## Your instructions
Return all the lines below in which the string "parts" appears.

Records drawn from a dataset:
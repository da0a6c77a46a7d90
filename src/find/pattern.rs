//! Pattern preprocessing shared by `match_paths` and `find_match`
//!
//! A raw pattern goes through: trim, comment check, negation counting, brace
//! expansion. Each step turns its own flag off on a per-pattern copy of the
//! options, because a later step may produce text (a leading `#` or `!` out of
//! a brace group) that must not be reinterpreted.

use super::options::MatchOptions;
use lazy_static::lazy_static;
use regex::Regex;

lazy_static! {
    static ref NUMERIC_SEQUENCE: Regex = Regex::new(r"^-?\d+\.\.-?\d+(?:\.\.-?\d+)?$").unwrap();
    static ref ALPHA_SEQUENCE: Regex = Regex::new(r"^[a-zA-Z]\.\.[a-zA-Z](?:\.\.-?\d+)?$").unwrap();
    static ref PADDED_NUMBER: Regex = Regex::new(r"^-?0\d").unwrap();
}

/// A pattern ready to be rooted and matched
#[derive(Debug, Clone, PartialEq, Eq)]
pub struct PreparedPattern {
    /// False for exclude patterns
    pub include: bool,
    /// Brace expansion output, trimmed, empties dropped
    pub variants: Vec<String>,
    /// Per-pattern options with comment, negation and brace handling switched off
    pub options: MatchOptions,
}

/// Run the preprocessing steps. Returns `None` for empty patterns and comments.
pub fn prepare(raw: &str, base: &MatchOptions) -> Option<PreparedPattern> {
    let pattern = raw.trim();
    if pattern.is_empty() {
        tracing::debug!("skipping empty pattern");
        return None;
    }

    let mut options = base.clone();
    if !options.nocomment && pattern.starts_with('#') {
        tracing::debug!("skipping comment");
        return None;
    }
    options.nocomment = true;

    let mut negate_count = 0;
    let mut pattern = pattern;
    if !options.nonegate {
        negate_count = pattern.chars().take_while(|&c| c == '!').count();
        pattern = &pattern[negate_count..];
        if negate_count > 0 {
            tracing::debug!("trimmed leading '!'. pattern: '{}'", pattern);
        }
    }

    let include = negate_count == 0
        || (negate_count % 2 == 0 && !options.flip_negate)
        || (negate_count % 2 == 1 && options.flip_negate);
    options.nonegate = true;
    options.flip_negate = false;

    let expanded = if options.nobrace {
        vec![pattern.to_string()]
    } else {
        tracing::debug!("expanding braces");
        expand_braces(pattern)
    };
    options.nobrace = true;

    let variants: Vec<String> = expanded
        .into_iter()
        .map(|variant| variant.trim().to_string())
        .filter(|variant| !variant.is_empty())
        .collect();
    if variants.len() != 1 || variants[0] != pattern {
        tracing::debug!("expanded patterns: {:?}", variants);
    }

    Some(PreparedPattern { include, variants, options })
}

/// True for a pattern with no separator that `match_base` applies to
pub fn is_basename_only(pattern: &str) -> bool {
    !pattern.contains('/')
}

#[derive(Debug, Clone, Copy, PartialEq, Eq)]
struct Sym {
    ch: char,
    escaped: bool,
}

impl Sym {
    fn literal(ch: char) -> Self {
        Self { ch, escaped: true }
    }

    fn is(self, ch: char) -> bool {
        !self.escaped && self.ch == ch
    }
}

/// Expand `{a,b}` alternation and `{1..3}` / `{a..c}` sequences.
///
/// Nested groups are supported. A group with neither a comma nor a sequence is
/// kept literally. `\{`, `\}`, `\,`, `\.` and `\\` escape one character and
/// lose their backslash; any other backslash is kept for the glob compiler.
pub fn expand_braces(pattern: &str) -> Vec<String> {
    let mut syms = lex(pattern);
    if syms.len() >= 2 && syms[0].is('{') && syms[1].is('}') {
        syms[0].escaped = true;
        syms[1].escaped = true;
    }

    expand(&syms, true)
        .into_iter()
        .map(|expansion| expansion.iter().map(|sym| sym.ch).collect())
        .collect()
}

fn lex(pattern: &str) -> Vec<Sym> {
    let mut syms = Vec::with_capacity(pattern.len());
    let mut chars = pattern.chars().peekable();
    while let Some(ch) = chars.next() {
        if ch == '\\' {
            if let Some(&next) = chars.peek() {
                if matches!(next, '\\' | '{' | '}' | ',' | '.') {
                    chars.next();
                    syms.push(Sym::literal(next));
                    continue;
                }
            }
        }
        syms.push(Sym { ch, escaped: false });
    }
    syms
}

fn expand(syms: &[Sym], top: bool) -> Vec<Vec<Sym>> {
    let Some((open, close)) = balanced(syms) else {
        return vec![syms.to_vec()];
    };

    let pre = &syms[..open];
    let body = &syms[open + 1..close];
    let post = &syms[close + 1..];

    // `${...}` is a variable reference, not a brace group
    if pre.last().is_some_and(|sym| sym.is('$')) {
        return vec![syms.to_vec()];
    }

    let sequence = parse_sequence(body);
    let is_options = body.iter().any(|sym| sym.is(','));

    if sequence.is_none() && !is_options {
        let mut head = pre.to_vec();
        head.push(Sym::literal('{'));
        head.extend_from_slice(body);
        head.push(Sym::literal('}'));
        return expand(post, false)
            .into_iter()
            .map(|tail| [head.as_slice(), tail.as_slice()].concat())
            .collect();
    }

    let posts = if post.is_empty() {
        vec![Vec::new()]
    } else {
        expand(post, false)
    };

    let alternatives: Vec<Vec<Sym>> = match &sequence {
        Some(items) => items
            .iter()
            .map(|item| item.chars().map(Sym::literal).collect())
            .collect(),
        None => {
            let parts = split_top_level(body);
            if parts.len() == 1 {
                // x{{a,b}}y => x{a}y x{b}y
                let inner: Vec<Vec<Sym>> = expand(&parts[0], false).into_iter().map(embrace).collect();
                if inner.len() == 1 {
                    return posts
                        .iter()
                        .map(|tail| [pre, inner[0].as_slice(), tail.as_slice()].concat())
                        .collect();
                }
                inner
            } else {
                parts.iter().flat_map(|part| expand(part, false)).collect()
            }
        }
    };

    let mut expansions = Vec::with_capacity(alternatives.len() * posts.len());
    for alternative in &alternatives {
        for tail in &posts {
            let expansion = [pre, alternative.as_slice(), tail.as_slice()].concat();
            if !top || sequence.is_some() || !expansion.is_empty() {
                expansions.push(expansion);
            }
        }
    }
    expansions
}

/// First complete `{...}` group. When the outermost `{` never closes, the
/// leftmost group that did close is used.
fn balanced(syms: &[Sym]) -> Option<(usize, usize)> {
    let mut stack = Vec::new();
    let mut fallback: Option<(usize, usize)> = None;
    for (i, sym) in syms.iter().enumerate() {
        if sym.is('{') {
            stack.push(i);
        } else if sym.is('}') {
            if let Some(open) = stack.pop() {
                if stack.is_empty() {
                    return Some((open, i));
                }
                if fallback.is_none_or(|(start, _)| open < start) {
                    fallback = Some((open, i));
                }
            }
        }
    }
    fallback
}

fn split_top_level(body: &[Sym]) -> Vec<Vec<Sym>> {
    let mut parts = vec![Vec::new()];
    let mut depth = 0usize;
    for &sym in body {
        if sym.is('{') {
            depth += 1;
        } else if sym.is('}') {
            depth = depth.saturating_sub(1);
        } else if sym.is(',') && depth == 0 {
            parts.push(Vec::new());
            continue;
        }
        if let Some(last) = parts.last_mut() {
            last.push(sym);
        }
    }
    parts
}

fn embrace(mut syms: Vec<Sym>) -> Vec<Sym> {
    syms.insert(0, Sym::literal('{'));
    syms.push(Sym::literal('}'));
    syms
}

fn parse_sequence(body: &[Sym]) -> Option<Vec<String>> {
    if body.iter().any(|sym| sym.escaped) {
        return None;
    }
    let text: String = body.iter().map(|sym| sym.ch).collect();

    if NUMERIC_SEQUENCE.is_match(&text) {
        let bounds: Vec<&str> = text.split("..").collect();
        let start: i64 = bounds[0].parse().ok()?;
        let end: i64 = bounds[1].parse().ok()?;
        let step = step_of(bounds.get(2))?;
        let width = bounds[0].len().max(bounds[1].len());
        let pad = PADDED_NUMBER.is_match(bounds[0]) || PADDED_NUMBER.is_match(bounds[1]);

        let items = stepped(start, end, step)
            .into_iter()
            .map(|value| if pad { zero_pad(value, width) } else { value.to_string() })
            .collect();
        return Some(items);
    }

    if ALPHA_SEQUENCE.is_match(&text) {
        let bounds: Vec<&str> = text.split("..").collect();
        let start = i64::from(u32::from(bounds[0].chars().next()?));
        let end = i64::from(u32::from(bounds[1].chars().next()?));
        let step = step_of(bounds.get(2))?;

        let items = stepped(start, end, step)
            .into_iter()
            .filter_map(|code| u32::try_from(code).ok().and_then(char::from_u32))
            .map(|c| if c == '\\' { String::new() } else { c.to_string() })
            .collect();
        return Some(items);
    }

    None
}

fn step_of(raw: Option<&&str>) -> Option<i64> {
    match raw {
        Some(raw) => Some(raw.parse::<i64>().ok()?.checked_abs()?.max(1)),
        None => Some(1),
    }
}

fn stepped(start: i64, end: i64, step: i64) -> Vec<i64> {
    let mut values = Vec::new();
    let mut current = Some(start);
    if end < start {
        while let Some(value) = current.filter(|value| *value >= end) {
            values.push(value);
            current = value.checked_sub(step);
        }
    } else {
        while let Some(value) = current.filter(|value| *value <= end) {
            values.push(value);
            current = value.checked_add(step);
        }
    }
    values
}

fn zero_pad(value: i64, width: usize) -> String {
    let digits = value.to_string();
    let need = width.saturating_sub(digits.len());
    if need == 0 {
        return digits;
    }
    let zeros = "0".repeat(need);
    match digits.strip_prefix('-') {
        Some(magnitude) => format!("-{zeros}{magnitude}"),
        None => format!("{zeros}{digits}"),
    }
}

## Reply to the task
            let parts = split_top_level(body);
            if parts.len() == 1 {
                let inner: Vec<Vec<Sym>> = expand(&parts[0], false).into_iter().map(embrace).collect();
                parts.iter().flat_map(|part| expand(part, false)).collect()
    let mut parts = vec![Vec::new()];
            parts.push(Vec::new());
        if let Some(last) = parts.last_mut() {
    parts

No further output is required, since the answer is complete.